AskJeeves Returns
January 29, 2010
My recollection is that one of the Ziff Information Access guys was involved with the original AskJeeves.com. I remember learning that the original system used templates to answer questions. When a question came in that required a new template, a human coded one. The approach was interesting but never took off. AskJeeves sold its question answering technology into the corporate market and then exited that business. I don’t know how AskJeeves.com ended up in the Barry Diller empire, but I do have a vague recollection of various repositionings. I read “Ask Jeeves Pushes Q&A Service with New TV Ad Campaign” and thought, “It’s the old AskJeeves.com again. It’s back.” The TV campaign strikes me as old school. The buzz today is about social media marketing. The question-answer game does not appeal to me. I think many people are happy typing 2.3 words into Google and going with the first two or three hits.
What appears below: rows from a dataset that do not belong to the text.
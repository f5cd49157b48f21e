//! Compile protobuf files as part of a package build
//!
//! This library provides a build command that finds `.proto` files under a
//! configured directory and compiles them with protoc and the betterproto
//! plugin. The command is hooked in as the first sub-command of the host
//! build tool's build action, so generated code exists before any other
//! build step runs.
//!
//! # Example
//!
//! ```rust,no_run
//! use betterproto_build::{command, BuildTool, MetadataSource};
//!
//! fn main() -> Result<(), betterproto_build::Error> {
//!     let mut tool = BuildTool::new();
//!     command::install(&mut tool, MetadataSource::new("."), None);
//!     tool.run_build()?;
//!     Ok(())
//! }
//! ```

pub mod command;
pub mod config;
pub mod error;
pub mod host;
pub mod protoc;

pub use command::{register, CompileBetterproto, RunOutcome};
pub use config::{MetadataSource, ProtobufConfig, RawOptions};
pub use error::{CompilationError, ConfigurationError, Error, Result};
pub use host::{BuildCommand, BuildTool, SubCommands};
pub use protoc::{Compiler, ExternalTool, ProcessTool, ToolOutput};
Close enough for intellectual horseshoes in today’s “we’re too busy to think” world. What is even more fascinating to me is that the butler is back and AskJeeves.com is the only search engine since Northern Light to put bucks into auto racing. The company is trying, but with Google’s market share increasing and Bing.com showing some muscle, I don’t know if AskJeeves.com can clean up.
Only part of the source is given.